> Work to complete
Copy the entries exactly, through the "oráculo de prueba." line.

Collected data
☆ ☆ ☆ ☆

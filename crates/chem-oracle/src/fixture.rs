//! Oráculo determinista en memoria.
//!
//! Sirve el mismo propósito que los providers mock del resto del sistema:
//! ejercitar el pipeline completo sin motor de química real. Cada compuesto
//! de la tabla lleva sus propiedades canónicas precalculadas y el conjunto
//! de patrones SMARTS que casan contra él.

use crate::{EmbedMethod, ForceField, MoleculeOracle, OracleError};

/// Entrada de la tabla de compuestos del oráculo de prueba.
struct FixtureCompound {
    /// Grafías de notación aceptadas por `parse` (incluye la canónica).
    notations: &'static [&'static str],
    canonical: &'static str,
    formula: &'static str,
    weight: f64,
    exact_mass: f64,
    inchi: &'static str,
    /// Patrones SMARTS que casan contra este compuesto (count = 1 cada uno).
    matches: &'static [&'static str],
    /// Índice del primer método de embedding que funciona (0 = ETKDGv3,
    /// 1 = ETKDGv2, 2 = coordenadas aleatorias). `None` = los tres fallan.
    embed_rank: Option<u8>,
    /// `false` => MMFF94 no aplica (tipos de átomo no soportados), cae a UFF.
    mmff_ok: bool,
    /// `Some(msg)` => `sanitize` rechaza el grafo con ese mensaje.
    sanitize_error: Option<&'static str>,
}

const COMPOUNDS: &[FixtureCompound] = &[
    FixtureCompound {
        notations: &["CCO", "OCC"],
        canonical: "CCO",
        formula: "C2H6O",
        weight: 46.069,
        exact_mass: 46.0419,
        inchi: "InChI=1S/C2H6O/c1-2-3/h3H,2H2,1H3",
        matches: &["[OX2H][CX4]", "[CH3]", "[CX4H3,CX4H2,CX4H1,CX4H0]"],
        embed_rank: Some(0),
        mmff_ok: true,
        sanitize_error: None,
    },
    FixtureCompound {
        notations: &["CO"],
        canonical: "CO",
        formula: "CH4O",
        weight: 32.042,
        exact_mass: 32.0262,
        inchi: "InChI=1S/CH4O/c1-2/h2H,1H3",
        matches: &["[OX2H][CX4]", "[CH3]", "[CX4H3,CX4H2,CX4H1,CX4H0]"],
        embed_rank: Some(0),
        mmff_ok: true,
        sanitize_error: None,
    },
    FixtureCompound {
        notations: &["CC(=O)OC1=CC=CC=C1C(=O)O", "CC(=O)Oc1ccccc1C(=O)O"],
        canonical: "CC(=O)Oc1ccccc1C(=O)O",
        formula: "C9H8O4",
        weight: 180.159,
        exact_mass: 180.0423,
        inchi: "InChI=1S/C9H8O4/c1-6(10)13-8-5-3-2-4-7(8)9(11)12/h2-5H,1H3,(H,11,12)",
        matches: &[
            "[CX3](=O)[OX2H1]",
            "[#6][CX3](=O)[OX2][#6]",
            "[OD2]([#6])[#6]",
            "[#6](=[OX1])",
            "c1ccccc1",
            "[a]",
            "[CH3]",
            "[CX4H3,CX4H2,CX4H1,CX4H0]",
        ],
        embed_rank: Some(0),
        mmff_ok: true,
        sanitize_error: None,
    },
    FixtureCompound {
        notations: &["c1ccccc1", "C1=CC=CC=C1"],
        canonical: "c1ccccc1",
        formula: "C6H6",
        weight: 78.114,
        exact_mass: 78.047,
        inchi: "InChI=1S/C6H6/c1-2-4-6-5-3-1/h1-6H",
        matches: &["c1ccccc1", "[a]"],
        embed_rank: Some(0),
        mmff_ok: true,
        sanitize_error: None,
    },
    FixtureCompound {
        notations: &["CN1C=NC2=C1C(=O)N(C(=O)N2C)C", "Cn1cnc2c1c(=O)n(C)c(=O)n2C"],
        canonical: "Cn1cnc2c1c(=O)n(C)c(=O)n2C",
        formula: "C8H10N4O2",
        weight: 194.194,
        exact_mass: 194.0804,
        inchi: "InChI=1S/C8H10N4O2/c1-10-4-9-6-5(10)7(13)12(3)8(14)11(6)2/h4H,1-3H3",
        matches: &[
            "[NX3][CX3](=[OX1])[NX3]",
            "[#7;R][#6;R](=[OX1])",
            "[CX3](=[OX1])[NX3][CX3](=[OX1])",
            "[#7][#6](=[OX1])",
            "[#7][CH3]",
            "[#6](=[OX1])",
            "[#7]1[#6][#7][#6]2[#6]1[#7][#6][#7]2",
            "[nR1]1[cR1][nR1][cR1][cR1]1",
            "[nR]",
            "[a]",
            "[CH3]",
            "[CX4H3,CX4H2,CX4H1,CX4H0]",
        ],
        // ETKDGv3 no converge con el biciclo del fixture; cae a ETKDGv2.
        embed_rank: Some(1),
        mmff_ok: true,
        sanitize_error: None,
    },
    FixtureCompound {
        notations: &["CC(=O)C", "CC(C)=O"],
        canonical: "CC(C)=O",
        formula: "C3H6O",
        weight: 58.08,
        exact_mass: 58.0419,
        inchi: "InChI=1S/C3H6O/c1-3(2)4/h1-2H3",
        matches: &[
            "[#6][CX3](=O)[#6;!$([OX2])]",
            "[#6](=[OX1])",
            "[CH3]",
            "[CX4H3,CX4H2,CX4H1,CX4H0]",
        ],
        embed_rank: Some(0),
        mmff_ok: true,
        sanitize_error: None,
    },
    FixtureCompound {
        notations: &["CC(=O)O", "CC(O)=O"],
        canonical: "CC(=O)O",
        formula: "C2H4O2",
        weight: 60.052,
        exact_mass: 60.0211,
        inchi: "InChI=1S/C2H4O2/c1-2(3)4/h1H3,(H,3,4)",
        matches: &[
            "[CX3](=O)[OX2H1]",
            "[#6](=[OX1])",
            "[CH3]",
            "[CX4H3,CX4H2,CX4H1,CX4H0]",
        ],
        embed_rank: Some(0),
        mmff_ok: true,
        sanitize_error: None,
    },
    FixtureCompound {
        notations: &["CCC"],
        canonical: "CCC",
        formula: "C3H8",
        weight: 44.097,
        exact_mass: 44.0626,
        inchi: "InChI=1S/C3H8/c1-3-2/h3H2,1-2H3",
        matches: &["[CH3]", "[CX4H3,CX4H2,CX4H1,CX4H0]"],
        embed_rank: Some(0),
        mmff_ok: true,
        sanitize_error: None,
    },
    FixtureCompound {
        notations: &["C1CCCCC1"],
        canonical: "C1CCCCC1",
        formula: "C6H12",
        weight: 84.162,
        exact_mass: 84.0939,
        inchi: "InChI=1S/C6H12/c1-2-4-6-5-3-1/h1-6H2",
        matches: &["[CX4H3,CX4H2,CX4H1,CX4H0]"],
        embed_rank: Some(0),
        mmff_ok: true,
        sanitize_error: None,
    },
    FixtureCompound {
        notations: &["O"],
        canonical: "O",
        formula: "H2O",
        weight: 18.015,
        exact_mass: 18.0106,
        inchi: "InChI=1S/H2O/h1H2",
        matches: &[],
        embed_rank: Some(0),
        // El agua no tiene parámetros MMFF en el fixture; ejercita el
        // fallback a UFF.
        mmff_ok: false,
        sanitize_error: None,
    },
    FixtureCompound {
        notations: &["OC1=CC=CC=C1", "Oc1ccccc1"],
        canonical: "Oc1ccccc1",
        formula: "C6H6O",
        weight: 94.113,
        exact_mass: 94.0419,
        inchi: "InChI=1S/C6H6O/c7-6-4-2-1-3-5-6/h1-5,7H",
        matches: &["[OX2H]c", "c1ccccc1", "[a]"],
        embed_rank: Some(0),
        mmff_ok: true,
        sanitize_error: None,
    },
    FixtureCompound {
        notations: &["C=C"],
        canonical: "C=C",
        formula: "C2H4",
        weight: 28.054,
        exact_mass: 28.0313,
        inchi: "InChI=1S/C2H4/c1-2/h1-2H2",
        matches: &["[CX3]=[CX3]"],
        // Sólo el embedding de coordenadas aleatorias funciona.
        embed_rank: Some(2),
        mmff_ok: true,
        sanitize_error: None,
    },
    FixtureCompound {
        notations: &["C1CC1"],
        canonical: "C1CC1",
        formula: "C3H6",
        weight: 42.081,
        exact_mass: 42.047,
        inchi: "InChI=1S/C3H6/c1-2-3-1/h1-3H2",
        matches: &["[CX4H3,CX4H2,CX4H1,CX4H0]"],
        // Ningún método de embedding converge: geometría 3D ausente.
        embed_rank: None,
        mmff_ok: true,
        sanitize_error: None,
    },
    FixtureCompound {
        notations: &["C(F)(F)(F)(F)F"],
        canonical: "C(F)(F)(F)(F)F",
        formula: "CF5",
        weight: 107.01,
        exact_mass: 106.993,
        inchi: "",
        matches: &["[#6][F]"],
        embed_rank: None,
        mmff_ok: false,
        sanitize_error: Some("Explicit valence for atom # 0 C, 5, is greater than permitted"),
    },
];

/// Grafo opaco del oráculo de prueba: índice en la tabla más el estado de
/// preparación 3D acumulado por el pipeline.
#[derive(Debug, Clone)]
pub struct FixtureMol {
    idx: usize,
    explicit_hydrogens: bool,
    conformer: Option<EmbedMethod>,
}

/// Oráculo de prueba determinista. Sin estado mutable: seguro de compartir
/// entre invocaciones concurrentes.
#[derive(Debug, Default)]
pub struct FixtureOracle;

impl FixtureOracle {
    pub fn new() -> Self {
        Self
    }

    fn compound(mol: &FixtureMol) -> &'static FixtureCompound {
        &COMPOUNDS[mol.idx]
    }

    /// Validez sintáctica mínima de un SMARTS: no vacío, sin espacios y con
    /// corchetes/paréntesis balanceados.
    fn pattern_compiles(pattern: &str) -> bool {
        if pattern.is_empty() || pattern.contains(char::is_whitespace) {
            return false;
        }
        let mut square = 0i32;
        let mut round = 0i32;
        for c in pattern.chars() {
            match c {
                '[' => square += 1,
                ']' => square -= 1,
                '(' => round += 1,
                ')' => round -= 1,
                _ => {}
            }
            if square < 0 || round < 0 {
                return false;
            }
        }
        square == 0 && round == 0
    }
}

impl MoleculeOracle for FixtureOracle {
    type Mol = FixtureMol;

    fn parse(&self, notation: &str) -> Result<FixtureMol, OracleError> {
        let wanted = notation.trim();
        COMPOUNDS
            .iter()
            .position(|c| c.notations.iter().any(|&n| n == wanted))
            .map(|idx| FixtureMol { idx, explicit_hydrogens: false, conformer: None })
            .ok_or_else(|| OracleError::Parse(wanted.to_string()))
    }

    fn sanitize(&self, mol: &FixtureMol) -> Result<(), OracleError> {
        match Self::compound(mol).sanitize_error {
            Some(msg) => Err(OracleError::Sanitize(msg.to_string())),
            None => Ok(()),
        }
    }

    fn canonical_notation(&self, mol: &FixtureMol) -> Result<String, OracleError> {
        Ok(Self::compound(mol).canonical.to_string())
    }

    fn formula(&self, mol: &FixtureMol) -> Result<String, OracleError> {
        Ok(Self::compound(mol).formula.to_string())
    }

    fn weight(&self, mol: &FixtureMol) -> Result<f64, OracleError> {
        Ok(Self::compound(mol).weight)
    }

    fn exact_mass(&self, mol: &FixtureMol) -> Result<f64, OracleError> {
        Ok(Self::compound(mol).exact_mass)
    }

    fn standard_identifier(&self, mol: &FixtureMol) -> Result<String, OracleError> {
        Ok(Self::compound(mol).inchi.to_string())
    }

    fn layout_2d(&self, mol: &FixtureMol) -> Result<String, OracleError> {
        let c = Self::compound(mol);
        Ok(format!(
            "{}\n  chem-oracle fixture 2D\n\n  0  0  0  0  0  0  0  0  0  0999 V2000\nM  END\n",
            c.canonical
        ))
    }

    fn render_svg(&self, mol: &FixtureMol) -> Result<String, OracleError> {
        let c = Self::compound(mol);
        Ok(format!("<svg xmlns=\"http://www.w3.org/2000/svg\"><!-- {} --></svg>", c.canonical))
    }

    fn match_count(&self, mol: &FixtureMol, pattern: &str) -> Result<usize, OracleError> {
        if !Self::pattern_compiles(pattern) {
            return Err(OracleError::Pattern(pattern.to_string()));
        }
        let c = Self::compound(mol);
        Ok(usize::from(c.matches.iter().any(|&m| m == pattern)))
    }

    fn add_hydrogens(&self, mol: &FixtureMol) -> Result<FixtureMol, OracleError> {
        let mut with_h = mol.clone();
        with_h.explicit_hydrogens = true;
        Ok(with_h)
    }

    fn embed_3d(&self, mol: &mut FixtureMol, method: EmbedMethod, _seed: u64) -> Result<(), OracleError> {
        if !mol.explicit_hydrogens {
            return Err(OracleError::Engine("embedding requires explicit hydrogens".into()));
        }
        let rank = match method {
            EmbedMethod::Etkdg3 => 0u8,
            EmbedMethod::Etkdg2 => 1,
            EmbedMethod::RandomCoords => 2,
        };
        match Self::compound(mol).embed_rank {
            Some(min_rank) if rank >= min_rank => {
                mol.conformer = Some(method);
                Ok(())
            }
            _ => Err(OracleError::Embed(format!("{method:?} did not converge"))),
        }
    }

    fn optimize(&self, mol: &mut FixtureMol, forcefield: ForceField) -> Result<(), OracleError> {
        if mol.conformer.is_none() {
            return Err(OracleError::Engine("no conformer to optimize".into()));
        }
        if forcefield == ForceField::Mmff94 && !Self::compound(mol).mmff_ok {
            return Err(OracleError::ForceField("MMFF94 has no parameters for this structure".into()));
        }
        Ok(())
    }

    fn molblock_3d(&self, mol: &FixtureMol) -> Result<String, OracleError> {
        let method = mol
            .conformer
            .ok_or_else(|| OracleError::Engine("no conformer present".into()))?;
        let c = Self::compound(mol);
        Ok(format!(
            "{}\n  chem-oracle fixture 3D ({method:?})\n\n  0  0  0  0  0  0  0  0  0  0999 V2000\nM  END\n",
            c.canonical
        ))
    }
}

#[cfg(test)]
mod tests {
    use super::*;

    #[test]
    fn test_parse_known_and_unknown() {
        let oracle = FixtureOracle::new();
        assert!(oracle.parse("CCO").is_ok());
        assert!(oracle.parse(" CCO ").is_ok());
        let err = oracle.parse("C1CC").unwrap_err();
        assert!(matches!(err, OracleError::Parse(_)));
    }

    #[test]
    fn test_parse_aliases_share_canonical() {
        let oracle = FixtureOracle::new();
        let a = oracle.parse("CC(=O)OC1=CC=CC=C1C(=O)O").unwrap();
        let b = oracle.parse("CC(=O)Oc1ccccc1C(=O)O").unwrap();
        assert_eq!(
            oracle.canonical_notation(&a).unwrap(),
            oracle.canonical_notation(&b).unwrap()
        );
    }

    #[test]
    fn test_match_count_and_pattern_rejection() {
        let oracle = FixtureOracle::new();
        let mol = oracle.parse("CCO").unwrap();
        assert_eq!(oracle.match_count(&mol, "[OX2H][CX4]").unwrap(), 1);
        assert_eq!(oracle.match_count(&mol, "c1ccccc1").unwrap(), 0);
        assert!(matches!(oracle.match_count(&mol, "[broken"), Err(OracleError::Pattern(_))));
        assert!(matches!(oracle.match_count(&mol, ""), Err(OracleError::Pattern(_))));
    }

    #[test]
    fn test_sanitize_rejects_bad_valence() {
        let oracle = FixtureOracle::new();
        let mol = oracle.parse("C(F)(F)(F)(F)F").unwrap();
        let err = oracle.sanitize(&mol).unwrap_err();
        assert!(err.to_string().contains("valence"));
    }

    #[test]
    fn test_embed_requires_hydrogens_and_honors_rank() {
        let oracle = FixtureOracle::new();
        let mut bare = oracle.parse("C=C").unwrap();
        assert!(oracle.embed_3d(&mut bare, EmbedMethod::Etkdg3, 42).is_err());

        let mut mol = oracle.add_hydrogens(&bare).unwrap();
        assert!(oracle.embed_3d(&mut mol, EmbedMethod::Etkdg3, 42).is_err());
        assert!(oracle.embed_3d(&mut mol, EmbedMethod::Etkdg2, 42).is_err());
        assert!(oracle.embed_3d(&mut mol, EmbedMethod::RandomCoords, 42).is_ok());
        assert!(oracle.molblock_3d(&mol).unwrap().contains("RandomCoords"));
    }

    #[test]
    fn test_embed_none_never_converges() {
        let oracle = FixtureOracle::new();
        let bare = oracle.parse("C1CC1").unwrap();
        let mut mol = oracle.add_hydrogens(&bare).unwrap();
        for method in [EmbedMethod::Etkdg3, EmbedMethod::Etkdg2, EmbedMethod::RandomCoords] {
            assert!(oracle.embed_3d(&mut mol, method, 42).is_err());
        }
        assert!(oracle.molblock_3d(&mol).is_err());
    }

    #[test]
    fn test_mmff_fallback_flag() {
        let oracle = FixtureOracle::new();
        let bare = oracle.parse("O").unwrap();
        let mut mol = oracle.add_hydrogens(&bare).unwrap();
        oracle.embed_3d(&mut mol, EmbedMethod::Etkdg3, 42).unwrap();
        assert!(matches!(
            oracle.optimize(&mut mol, ForceField::Mmff94),
            Err(OracleError::ForceField(_))
        ));
        assert!(oracle.optimize(&mut mol, ForceField::Uff).is_ok());
    }
}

☆ ☆ ☆ ☆

> Exercise result
filename crates/chem-oracle/src/fixture.rs
//! Oráculo determinista en memoria.
//!
//! Sirve el mismo propósito que los providers mock del resto del sistema:
//! ejercitar el pipeline completo sin motor de química real. Cada compuesto
//! de la tabla lleva sus propiedades canónicas precalculadas y el conjunto
//! de patrones SMARTS que casan contra él.

use crate::{EmbedMethod, ForceField, MoleculeOracle, OracleError};

/// Entrada de la tabla de compuestos del oráculo de prueba.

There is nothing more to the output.